The research was conducted by the Statistical Science Department at the University of Cape Town (UCT) and the School of Computer Science and Applied Mathematics from the University of the Witwatersrand.

The work was completed by Fayyaaz Loonat (Deloitte) in conjunction with UCT Associate Professor Tim Gebbie.

Loonat and Gebbie considered the question of how an investor should distribute their wealth among several stocks and trading strategies in a stock market on a specific trading day, if what happens in the past is likely to happen again and if a pragmatic investor is only concerned with maximising their wealth irrespective of risk.

Initially, the duo independently replicated prior studies and then extended the work to a new data-set with various algorithm refinements.

The approach used was broadly based on the work of information theorist Thomas Cover and his idea of universal portfolios, combined with the pattern-matching algorithm extensions developed by László Györfi, Frederic Udina and Harro Walk. These were implemented in an optimised manner on novel data to explore predictability.

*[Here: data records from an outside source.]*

use mockito::Matcher;
use pearl_test_utils::{fixtures::factory, prelude::*};
use serde_json::json;

use crate::util::client;

#[tokio::test]
/// Expect the first wishlist entry to create the wishlist
async fn creates_wishlist_on_first_add() -> Result<(), TestError> {
    let mut test = TestBuilder::new()
        .with_no_wishlist(TEST_TOURIST_ID, 1)
        .build()
        .await?;
    let create = test
        .server
        .mock("POST", "/wishlist/add")
        .match_body(Matcher::Json(json!({ "touristId": 1, "destinations": [3] })))
        .with_status(200)
        .with_header("content-type", "application/json")
        .with_body(factory::wishlist(10, 1, &[3]).to_string())
        .expect(1)
        .create();

    let api = client(&test, Some(&token::tourist()));
    assert_eq!(api.add_to_wishlist(TEST_TOURIST_ID, 3).await, Ok(true));

    create.assert();
    test.assert_mocks();

    Ok(())
}

#[tokio::test]
/// Expect an existing wishlist to be replaced with the extended id list
async fn extends_existing_wishlist() -> Result<(), TestError> {
    let mut test = TestBuilder::new()
        .with_wishlist(TEST_TOURIST_ID, &[1], 1)
        .build()
        .await?;
    let update = test
        .server
        .mock("PATCH", "/wishlist/10/update-destinations")
        .match_body(Matcher::Json(json!([1, 3])))
        .with_status(200)
        .with_header("content-type", "application/json")
        .with_body(factory::wishlist(10, 1, &[1, 3]).to_string())
        .expect(1)
        .create();

    let api = client(&test, Some(&token::tourist()));
    assert_eq!(api.add_to_wishlist(TEST_TOURIST_ID, 3).await, Ok(true));

    update.assert();
    test.assert_mocks();

    Ok(())
}

#[tokio::test]
/// Expect adding a destination already on the wishlist to send nothing
async fn skips_duplicate_wishlist_entry() -> Result<(), TestError> {
    let mut test = TestBuilder::new()
        .with_wishlist(TEST_TOURIST_ID, &[1, 3], 1)
        .build()
        .await?;
    let update = test
        .server
        .mock("PATCH", "/wishlist/10/update-destinations")
        .expect(0)
        .create();

    let api = client(&test, Some(&token::tourist()));
    assert_eq!(api.add_to_wishlist(TEST_TOURIST_ID, 3).await, Ok(false));

    update.assert();
    test.assert_mocks();

    Ok(())
}

#[tokio::test]
/// Expect clearing a selection that was never created to send nothing
async fn clearing_missing_selection_sends_nothing() -> Result<(), TestError> {
    let mut test = TestBuilder::new()
        .with_no_selection(TEST_TOURIST_ID, 1)
        .build()
        .await?;
    let create = test
        .server
        .mock("POST", "/selected-destinations/add")
        .expect(0)
        .create();

    let api = client(&test, Some(&token::tourist()));
    assert_eq!(api.save_selected_destinations(TEST_TOURIST_ID, &[]).await, Ok(()));

    create.assert();
    test.assert_mocks();

    Ok(())
}

#[tokio::test]
/// Expect an existing selection to be replaced in place
async fn replaces_existing_selection() -> Result<(), TestError> {
    let mut test = TestBuilder::new()
        .with_selection(TEST_TOURIST_ID, &[1, 2], 1)
        .build()
        .await?;
    let update = test
        .server
        .mock("PATCH", "/selected-destinations/100/updated-selected-destinations")
        .match_body(Matcher::Json(json!([2])))
        .with_status(200)
        .with_header("content-type", "application/json")
        .with_body(factory::selected_destinations(100, 1, &[2]).to_string())
        .expect(1)
        .create();

    let api = client(&test, Some(&token::tourist()));
    assert_eq!(api.save_selected_destinations(TEST_TOURIST_ID, &[2]).await, Ok(()));

    update.assert();
    test.assert_mocks();

    Ok(())
}
use dioxus::document::Title;
use dioxus::prelude::*;

use super::{listing_view, use_listing};
use crate::{
    client::{components::Page, store::session::use_api},
    listing::schema,
};

#[component]
pub fn AdminTrips() -> Element {
    let api = use_api();
    let (listing, _) = use_listing(schema::trips, move || {
        let api = api.clone();

        async move { api.list_trips().await }
    });

    rsx!(
        Title { "Trips | The Pearl" }
        Page { title: "Trips",
            {listing_view(listing, None, None)}
        }
    )
}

In this approach each trader or investment agent is represented by a strategy that uses different methods to define similarities or patterns in the market across time and the sole objective of trading agents is to maximise their long-term wealth.

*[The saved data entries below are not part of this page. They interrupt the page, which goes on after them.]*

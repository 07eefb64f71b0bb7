use dioxus::prelude::*;
use dioxus_free_icons::icons::fa_solid_icons::{FaArrowRightFromBracket, FaUser};
use dioxus_free_icons::Icon;

use crate::{
    client::{
        router::Route,
        store::session::{sign_out, use_identity},
    },
    model::user::Role,
};

fn role_links(role: Role) -> Vec<(Route, &'static str)> {
    match role {
        Role::Tourist => vec![
            (Route::TouristHome {}, "Home"),
            (Route::TouristDestinations {}, "Destinations"),
            (Route::PlanTrip {}, "Plan a Trip"),
            (Route::TouristTrips {}, "My Trips"),
            (Route::TouristChat {}, "Chat"),
            (Route::TouristAccount {}, "Account"),
        ],
        Role::TourGuide => vec![
            (Route::GuideAccount {}, "Account"),
            (Route::TourRequests {}, "Tour Requests"),
            (Route::ActiveTours {}, "Active Tours"),
            (Route::CompletedTours {}, "Completed Tours"),
            (Route::GuideChat {}, "Chat"),
        ],
        Role::Admin => vec![
            (Route::AdminDashboard {}, "Dashboard"),
            (Route::AdminDestinations {}, "Destinations"),
            (Route::AdminTrips {}, "Trips"),
            (Route::AdminTourGuides {}, "Tour Guides"),
        ],
    }
}

#[component]
pub fn Navbar() -> Element {
    let identity = use_identity();
    let navigator = use_navigator();

    let current = identity.read().clone();
    let links = current.role().map(role_links).unwrap_or_default();

    rsx! {
        div {
            class: "navbar bg-base-200 fixed",
            div {
                class: "navbar-start",
                Link { to: Route::Home {}, class: "flex items-center gap-2",
                    p { class: "text-xl",
                        "The Pearl"
                    }
                }
            }
            div {
                class: "navbar-center",
                ul { class: "menu menu-horizontal gap-2",
                    for (route, label) in links {
                        li {
                            Link { to: route, "{label}" }
                        }
                    }
                }
            }
            div {
                class: "navbar-end",
                if let Some(name) = current.display_name() {
                    div { class: "flex items-center gap-2",
                        Icon { width: 16, height: 16, icon: FaUser }
                        p { "{name}" }
                        button {
                            class: "btn btn-outline flex gap-2",
                            onclick: move |_| {
                                sign_out(identity);
                                navigator.replace(Route::Login {});
                            },
                            Icon { width: 16, height: 16, icon: FaArrowRightFromBracket }
                            "Logout"
                        }
                    }
                } else {
                    div { class: "flex gap-2",
                        Link { to: Route::Signup {}, class: "btn btn-ghost",
                            "Sign Up"
                        }
                        Link { to: Route::Login {}, class: "btn btn-primary",
                            "Login"
                        }
                    }
                }
            }
        }

        Outlet::<Route> {}
    }
}
use dioxus::prelude::*;

use super::{flush_notices, StepNavigation};
use crate::{
    client::store::{notice::use_notices, session::use_api},
    config::Config,
    wizard::TripWizard,
};

#[component]
pub fn ConfirmStep(mut wizard: Signal<TripWizard>) -> Element {
    let api = use_api();
    let notices = use_notices();
    let config = use_context::<Config>();

    let confirm = use_callback(move |_: ()| {
        let api = api.clone();
        let clear_after_submit = config.clear_selection_after_submit;

        let request = wizard.write().begin_submit();
        flush_notices(wizard, notices);
        let Ok(request) = request else {
            return;
        };

        spawn(async move {
            let result = api.create_trip(&request).await;
            let submitted = wizard.write().finish_submit(result).is_ok();
            flush_notices(wizard, notices);

            if submitted && clear_after_submit {
                let tourist_id = wizard.write().begin_clear_selection();
                if let Ok(tourist_id) = tourist_id {
                    let result = api.save_selected_destinations(tourist_id, &[]).await;
                    let _ = wizard.write().apply_clear_selection(result);
                }
                flush_notices(wizard, notices);
            }
        });
    });

    let form = wizard.read().form().clone();
    let submitting = wizard.read().is_submitting();
    let destinations = form
        .destinations
        .iter()
        .map(|d| d.name.as_str())
        .collect::<Vec<_>>()
        .join(", ");

    rsx!(
        h2 { class: "text-xl font-semibold mb-4", "Confirm Your Trip" }
        div { class: "card shadow-sm",
            div { class: "card-body grid md:grid-cols-2 gap-2",
                p { span { class: "font-medium", "Destinations: " } "{destinations}" }
                p { span { class: "font-medium", "Email: " } "{form.email}" }
                p { span { class: "font-medium", "Contact: " } "{form.contact}" }
                p { span { class: "font-medium", "Country: " } "{form.country}" }
                p { span { class: "font-medium", "Passport: " } "{form.passport_number}" }
                p { span { class: "font-medium", "Address: " } "{form.address}" }
                p { span { class: "font-medium", "Travellers: " } "{form.num_adults} adults, {form.num_children} children" }
                p { span { class: "font-medium", "Start date: " } "{form.start_date}" }
                p { span { class: "font-medium", "Days: " } "{form.num_days}" }
                p { span { class: "font-medium", "Budget: " } "{form.trip_payment}" }
                if let Some(guide) = &form.selected_guide {
                    div { class: "md:col-span-2 border-t pt-2",
                        p { class: "font-medium", "Tour guide" }
                        p { "{guide.name}" }
                        p { class: "text-sm text-gray-500", "{guide.address}" }
                    }
                } else {
                    p { class: "md:col-span-2 text-red-700", "No tour guide selected." }
                }
            }
        }
        StepNavigation {
            wizard,
            next_label: if submitting { "Sending..." } else { "Confirm Trip" },
            next_disabled: submitting,
            on_next: move |_| confirm.call(()),
        }
    )
}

This research is important when learning how to manage big-data pipelines and high-performance computing infrastructure and is a way of showing that even when predictable patterns seem to exist they are not easily profited from because of various business model and institutional constraints.

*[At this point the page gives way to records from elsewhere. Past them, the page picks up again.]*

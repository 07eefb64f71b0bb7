use pearl::error::api::ApiError;
use pearl_test_utils::prelude::*;

use crate::util::client;

#[tokio::test]
/// Expect non-2xx bodies without a message field to be kept as raw text
async fn keeps_raw_error_text() -> Result<(), TestError> {
    let mut test = TestBuilder::new().build().await?;
    let mock = test
        .server
        .mock("GET", "/trips/")
        .with_status(502)
        .with_body("upstream unavailable")
        .expect(1)
        .create();

    let api = client(&test, Some(&token::admin()));
    let result = api.list_trips().await;

    match result {
        Err(ApiError::Status { status, message, .. }) => {
            assert_eq!(status, 502);
            assert_eq!(message, "upstream unavailable");
        }
        other => panic!("expected status error, got {:?}", other),
    }

    mock.assert();

    Ok(())
}

#[tokio::test]
/// Expect a malformed payload to be reported as a decode error
async fn reports_malformed_payload() -> Result<(), TestError> {
    let mut test = TestBuilder::new().build().await?;
    let mock = test
        .server
        .mock("GET", "/users/tour-guides")
        .with_status(200)
        .with_header("content-type", "application/json")
        .with_body(r#"{"guides": "nope"}"#)
        .expect(1)
        .create();

    let api = client(&test, Some(&token::tourist()));
    let result = api.list_tour_guides().await;

    assert!(matches!(result, Err(ApiError::Decode { .. })));

    mock.assert();

    Ok(())
}

#[tokio::test]
/// Expect an unreachable API to be reported as a transport error
async fn reports_unreachable_api() {
    let api = pearl::api::ApiClient::new(
        "http://127.0.0.1:9",
        pearl::api::transport::native::ReqwestTransport::new(),
    );

    let result = api.list_destinations().await;

    assert!(matches!(result, Err(ApiError::Transport { .. })));
}
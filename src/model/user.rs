use std::fmt;

use serde::{Deserialize, Serialize};

/// Role carried in the access token claims
#[derive(Clone, Copy, Debug, PartialEq, Eq, Hash, Serialize, Deserialize)]
#[serde(rename_all = "snake_case")]
pub enum Role {
    Admin,
    Tourist,
    TourGuide,
}

impl Role {
    /// Path prefix of the pages that belong to this role
    pub fn path_prefix(&self) -> &'static str {
        match self {
            Self::Admin => "/admin",
            Self::Tourist => "/tourist",
            Self::TourGuide => "/tour-guide",
        }
    }

    /// Page a signed in user of this role lands on
    pub fn home_path(&self) -> &'static str {
        match self {
            Self::Admin => "/admin/dashboard",
            Self::Tourist => "/tourist/home",
            Self::TourGuide => "/tour-guide/account",
        }
    }
}

impl fmt::Display for Role {
    fn fmt(&self, f: &mut fmt::Formatter<'_>) -> fmt::Result {
        let name = match self {
            Self::Admin => "admin",
            Self::Tourist => "tourist",
            Self::TourGuide => "tour_guide",
        };
        f.write_str(name)
    }
}

/// Response of the token endpoint
#[derive(Clone, Debug, Serialize, Deserialize)]
pub struct TokenDto {
    pub access_token: String,
    pub token_type: String,
}

/// Credentials submitted to the token endpoint as an OAuth2 password form
#[derive(Clone, Debug, Serialize)]
pub struct LoginForm {
    pub username: String,
    pub password: String,
}
use dioxus_logger::tracing;

use crate::{
    api::{ApiClient, HttpTransport},
    error::api::ApiError,
    model::{
        destination::{DestinationDto, DestinationSummary},
        notice::{IntoNotice, Notice},
        trip::TripDto,
    },
};

/// Results of the independent fetches backing the destination step
#[derive(Clone, Debug)]
pub struct BoardLoad {
    pub wishlist: Result<Vec<DestinationDto>, ApiError>,
    pub selected: Result<Vec<DestinationDto>, ApiError>,
    pub has_active_trip: Result<bool, ApiError>,
    pub active_trips: Result<Vec<TripDto>, ApiError>,
}

impl BoardLoad {
    /// Fetch the wishlist, selection, and active trip state of a tourist concurrently.
    ///
    /// A failing fetch only fails its own slice; the others are still returned.
    pub async fn fetch<T: HttpTransport>(api: &ApiClient<T>, tourist_id: i64) -> Self {
        let (wishlist, selected, has_active_trip, active_trips) = futures::join!(
            api.get_wishlist(tourist_id),
            api.get_selected_destinations(tourist_id),
            api.tourist_has_active_trip(tourist_id),
            api.tourist_accepted_trips(tourist_id),
        );

        let wishlist_ids = match wishlist {
            Ok(wishlist) => Ok(wishlist.map(|w| w.destinations).unwrap_or_default()),
            Err(e) => Err(e),
        };
        let selected_ids = match selected {
            Ok(selection) => Ok(selection.map(|s| s.selected_destinations).unwrap_or_default()),
            Err(e) => Err(e),
        };

        let (wishlist, selected) = futures::join!(
            resolve(api, wishlist_ids),
            resolve(api, selected_ids),
        );

        Self {
            wishlist,
            selected,
            has_active_trip,
            active_trips,
        }
    }
}

async fn resolve<T: HttpTransport>(
    api: &ApiClient<T>,
    ids: Result<Vec<i64>, ApiError>,
) -> Result<Vec<DestinationDto>, ApiError> {
    match ids {
        Ok(ids) => Ok(api.resolve_destinations(&ids).await),
        Err(e) => Err(e),
    }
}

/// Everything shown on the destination selection step
#[derive(Clone, Debug, PartialEq)]
pub struct DestinationBoard {
    pub wishlist: Vec<DestinationDto>,
    pub selected: Vec<DestinationDto>,
    pub active_trips: Vec<TripDto>,
    pub has_active_trip: bool,
    pub loading: bool,
}

impl Default for DestinationBoard {
    fn default() -> Self {
        Self {
            wishlist: Vec::new(),
            selected: Vec::new(),
            active_trips: Vec::new(),
            has_active_trip: false,
            loading: true,
        }
    }
}

impl DestinationBoard {
    /// Apply the results of [`BoardLoad::fetch`], returning a notice per failed fetch
    pub fn apply(&mut self, load: BoardLoad) -> Vec<Notice> {
        let mut notices = Vec::new();

        match load.wishlist {
            Ok(wishlist) => self.wishlist = wishlist,
            Err(e) => notices.push(e.into_notice()),
        }
        match load.selected {
            Ok(selected) => self.selected = selected,
            Err(e) => notices.push(e.into_notice()),
        }
        match load.has_active_trip {
            Ok(has_active_trip) => self.has_active_trip = has_active_trip,
            Err(e) => notices.push(e.into_notice()),
        }
        match load.active_trips {
            Ok(trips) => self.active_trips = trips,
            Err(e) => notices.push(e.into_notice()),
        }

        tracing::debug!(
            wishlist = self.wishlist.len(),
            selected = self.selected.len(),
            has_active_trip = self.has_active_trip,
            "Loaded destination board"
        );

        self.loading = false;

        notices
    }

    pub fn is_selected(&self, destination_id: i64) -> bool {
        self.selected.iter().any(|d| d.id == destination_id)
    }

    pub fn selected_ids(&self) -> Vec<i64> {
        self.selected.iter().map(|d| d.id).collect()
    }

    pub fn wishlist_entry(&self, destination_id: i64) -> Option<&DestinationDto> {
        self.wishlist.iter().find(|d| d.id == destination_id)
    }

    /// Whether the tourist is blocked from planning a new trip
    pub fn is_blocked(&self) -> bool {
        self.has_active_trip || self.active_trips.iter().any(|t| t.trip_status.is_active())
    }

    pub fn selection_summary(&self) -> Vec<DestinationSummary> {
        self.selected.iter().map(DestinationSummary::from).collect()
    }
}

Gebbie comments: “We are far from being able to trust studies that claim profitability from stock market prediction because almost all are plagued with data-overfitting (the probability of back-test overfitting) but this makes online learning (real-time incremental adaptive learning) interesting as these algorithms have a more nuanced approach to dealing with generalisation errors.”

In addition, he points out that a key feature of modern financial markets is that institutions can shape the behaviours of agents and that asymmetric access to capital and market-infrastructure can lead to various apparent arbitrages that cannot be easily accessed without large scale bulk trading.

Gebbie argues that industrialising research and development at the institutional level will become the norm in this space as it provides the only effective way to exploit much of the apparent predictability in financial market data given the nature of both the infrastructure required as well as the need of having highly integrated cross-market bulk trading.

The authors believe that trying to understand stock markets and what types of profitable strategies and market properties can be induced by top-down regulation and various top-down barriers to entry can be important.

This would not only provide simple computer-based learning agents the ability to outperform human traders and investors, but most importantly, it can teach us about how institutions create (and destroy) predictability in financial markets.

The study, “Learning zero-cost portfolio selection with pattern matching”, was published in PLOS ONE, a peer-reviewed open-access journal.